• **PROBLEM DESCRIPTION**:
Copy every line of the data in which the word "must" occurs.

• **MATERIAL SHOWN**:
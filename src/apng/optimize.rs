//
// apngenc - still PNG and animated APNG frame encoder
// apng/optimize.rs - inverse-blend dispose x blend search
//
// No direct precedent in the example pack (andreasots-eris's apng module
// always emits DisposeOp::None/BlendOp::Source and never crops), so this
// is grounded directly in the APNG specification's dispose_op/blend_op
// semantics; the bounding-box/working-buffer shape follows filter.rs and
// interlace.rs's row-at-a-time style.
//

use crate::pixels::PixelFormat;
use crate::writer::{BlendOp, DisposeOp};

#[derive(Copy, Clone, Debug, PartialEq, Eq)]
pub struct Rect {
    pub x: u32,
    pub y: u32,
    pub width: u32,
    pub height: u32,
}

/// The chosen encoding for one APNG frame transition: the dispose op to
/// stamp on the *previous* frame's fcTL, and the blend op plus cropped
/// source pixels to stamp on *this* frame's fcTL/fdAT.
pub struct Placement {
    pub bbox: Rect,
    pub blend_op: BlendOp,
    pub prev_dispose_op: DisposeOp,
    /// Pixels to encode for `bbox`: one palette index per pixel (widened to
    /// u16) for `Pal8`, or four RGBA16 channels per pixel for every other
    /// format. Already inverse-blended when `blend_op` is `Over`.
    pub pixels: Vec<u16>,
}

fn get_pixel(buf: &[u16], width: u32, x: u32, y: u32) -> [u16; 4] {
    let o = (y as usize * width as usize + x as usize) * 4;
    [buf[o], buf[o + 1], buf[o + 2], buf[o + 3]]
}

fn pixels_equal(a: [u16; 4], b: [u16; 4]) -> bool {
    a == b
}

enum OverCase {
    /// `dst` already equals `target`: a fully transparent source changes
    /// nothing, which is exactly what's needed.
    Transparent,
    /// `target` is fully opaque, or `dst` is fully transparent: OVER
    /// degenerates to "the output is just the source", so the source is
    /// `target` itself, copied verbatim.
    CopyForeground,
}

/// Section 4.7's exact OVER feasibility test: no continuous blending or
/// quantization, just the two trivial cases under which compositing
/// degenerates to a copy. Anything else is infeasible.
fn inverse_over_feasible(dst: [u16; 4], target: [u16; 4], max: u16) -> Option<OverCase> {
    if dst == target {
        Some(OverCase::Transparent)
    } else if target[3] == max || dst[3] == 0 {
        Some(OverCase::CopyForeground)
    } else {
        None
    }
}

fn bounding_box_of_diff(a: &[u16], b: &[u16], width: u32, height: u32) -> Option<Rect> {
    let mut min_x = width;
    let mut min_y = height;
    let mut max_x = 0u32;
    let mut max_y = 0u32;
    let mut any = false;

    for y in 0..height {
        for x in 0..width {
            if !pixels_equal(get_pixel(a, width, x, y), get_pixel(b, width, x, y)) {
                any = true;
                min_x = min_x.min(x);
                min_y = min_y.min(y);
                max_x = max_x.max(x);
                max_y = max_y.max(y);
            }
        }
    }

    if !any {
        None
    } else {
        Some(Rect {
            x: min_x,
            y: min_y,
            width: max_x - min_x + 1,
            height: max_y - min_y + 1,
        })
    }
}

/// Tries to express `target` as `blend`-composited over `canvas` within
/// `bbox`; returns the cropped pixels to encode on success. `target_native`
/// is the target frame's raw pixel bytes (full canvas, native format),
/// consulted only for `Pal8`, whose output must be an actual palette index
/// rather than a reconstructed color.
fn try_blend(
    canvas: &[u16],
    target: &[u16],
    target_native: Option<&[u8]>,
    width: u32,
    bbox: Rect,
    blend: BlendOp,
    max: u16,
    transparent_index: Option<u8>,
) -> Option<Vec<u16>> {
    let native_index = |x: u32, y: u32| -> u16 { target_native.unwrap()[(y * width + x) as usize] as u16 };

    let mut pixels = Vec::with_capacity(
        bbox.width as usize * bbox.height as usize * if target_native.is_some() { 1 } else { 4 },
    );
    for y in bbox.y..bbox.y + bbox.height {
        for x in bbox.x..bbox.x + bbox.width {
            let t = get_pixel(target, width, x, y);
            match blend {
                BlendOp::Source => {
                    if target_native.is_some() {
                        pixels.push(native_index(x, y));
                    } else {
                        pixels.extend_from_slice(&t);
                    }
                }
                BlendOp::Over => {
                    let dst = get_pixel(canvas, width, x, y);
                    match inverse_over_feasible(dst, t, max)? {
                        OverCase::Transparent if target_native.is_some() => {
                            pixels.push(transparent_index? as u16);
                        }
                        OverCase::Transparent => {
                            pixels.extend_from_slice(&[0, 0, 0, 0]);
                        }
                        OverCase::CopyForeground if target_native.is_some() => {
                            pixels.push(native_index(x, y));
                        }
                        OverCase::CopyForeground => {
                            pixels.extend_from_slice(&t);
                        }
                    }
                }
            }
        }
    }
    Some(pixels)
}

/// Incremental state for one APNG's frame sequence, tracked in a 16-bit
/// RGBA working space regardless of the caller's actual pixel format.
pub struct Optimizer {
    width: u32,
    height: u32,
    format: PixelFormat,
    channel_max: u16,
    /// `Pal8` only: index of a palette entry whose alpha is 0, if one
    /// exists. Without one, `Pal8` has no way to express "transparent" and
    /// `Over` is never feasible for it.
    transparent_index: Option<u8>,
    /// Canvas exactly as currently displayed (post most-recent blend).
    displayed: Vec<u16>,
    /// Canvas immediately before the most recently placed frame's blend,
    /// i.e. the restore target for a `Previous` dispose applied after it.
    pre_blend: Vec<u16>,
    /// Region the most recently placed frame actually touched.
    region: Rect,
}

impl Optimizer {
    pub fn new(width: u32, height: u32, format: PixelFormat) -> Optimizer {
        let size = width as usize * height as usize * 4;
        Optimizer {
            width,
            height,
            format,
            channel_max: format.channel_max(),
            transparent_index: None,
            displayed: vec![0u16; size],
            pre_blend: vec![0u16; size],
            region: Rect {
                x: 0,
                y: 0,
                width,
                height,
            },
        }
    }

    /// Records which palette index (if any) is fully transparent, once the
    /// animation's shared palette is known. Only meaningful for `Pal8`.
    pub fn set_transparent_index(&mut self, index: Option<u8>) {
        self.transparent_index = index;
    }

    fn allow_over(&self) -> bool {
        match self.format {
            PixelFormat::Pal8 => self.transparent_index.is_some(),
            other => other.exact_alpha_roundtrip(),
        }
    }

    /// Seeds the optimizer with the first frame's RGBA16 pixels. The first
    /// frame always covers the full canvas with SOURCE blend: there is
    /// nothing underneath it to blend against yet.
    pub fn seed(&mut self, first_rgba: &[u16]) {
        self.displayed.copy_from_slice(first_rgba);
        self.region = Rect {
            x: 0,
            y: 0,
            width: self.width,
            height: self.height,
        };
    }

    fn disposed_canvas(&self, op: DisposeOp) -> Vec<u16> {
        let mut canvas = self.displayed.clone();
        match op {
            DisposeOp::None => {}
            DisposeOp::Background => {
                for y in self.region.y..self.region.y + self.region.height {
                    for x in self.region.x..self.region.x + self.region.width {
                        let o = (y as usize * self.width as usize + x as usize) * 4;
                        canvas[o..o + 4].copy_from_slice(&[0, 0, 0, 0]);
                    }
                }
            }
            DisposeOp::Previous => {
                for y in self.region.y..self.region.y + self.region.height {
                    for x in self.region.x..self.region.x + self.region.width {
                        let o = (y as usize * self.width as usize + x as usize) * 4;
                        canvas[o..o + 4].copy_from_slice(&self.pre_blend[o..o + 4]);
                    }
                }
            }
        }
        canvas
    }

    /// Finds the minimal-area (dispose, blend, bbox) placement for the
    /// next frame and commits it as the new display state. `target_native`
    /// is that frame's raw pixel bytes, consulted only for `Pal8`.
    pub fn next(&mut self, target_rgba: &[u16], target_native: &[u8]) -> Placement {
        let degenerate = Rect {
            x: 0,
            y: 0,
            width: 1,
            height: 1,
        };
        let allow_over = self.allow_over();
        let native = if self.format == PixelFormat::Pal8 {
            Some(target_native)
        } else {
            None
        };

        let mut best: Option<(Rect, BlendOp, DisposeOp, Vec<u16>, u64)> = None;

        for &dispose in &[DisposeOp::None, DisposeOp::Background, DisposeOp::Previous] {
            let canvas = self.disposed_canvas(dispose);
            // Dispose can itself introduce or remove differences, so the
            // diff must be re-checked against this candidate canvas rather
            // than reused from a single pass against `displayed`.
            let bbox = match bounding_box_of_diff(&canvas, target_rgba, self.width, self.height) {
                Some(b) => b,
                None => degenerate,
            };

            // Source is always feasible at whatever bbox a dispose yields,
            // so Over can only ever tie it on area, never beat it -- tried
            // first, it wins ties, since its trivial-case output (a
            // verbatim copy, or an all-zero transparent pixel) compresses
            // at least as well as Source restating the canvas's own bytes.
            let blends: &[BlendOp] = if allow_over {
                &[BlendOp::Over, BlendOp::Source]
            } else {
                &[BlendOp::Source]
            };
            for &blend in blends {
                if let Some(pixels) = try_blend(
                    &canvas,
                    target_rgba,
                    native,
                    self.width,
                    bbox,
                    blend,
                    self.channel_max,
                    self.transparent_index,
                ) {
                    let area = bbox.width as u64 * bbox.height as u64;
                    let better = best.as_ref().map_or(true, |(_, _, _, _, a)| area < *a);
                    if better {
                        best = Some((bbox, blend, dispose, pixels, area));
                    }
                }
            }
        }

        let (bbox, blend_op, prev_dispose_op, pixels, _) =
            best.expect("(None, Source) is always a feasible placement");

        self.pre_blend = self.disposed_canvas(prev_dispose_op);
        self.displayed = target_rgba.to_vec();
        self.region = bbox;

        Placement {
            bbox,
            blend_op,
            prev_dispose_op,
            pixels,
        }
    }
}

• **RESPONSE**:
/// consulted only for `Pal8`, whose output must be an actual palette index
            // diff must be re-checked against this candidate canvas rather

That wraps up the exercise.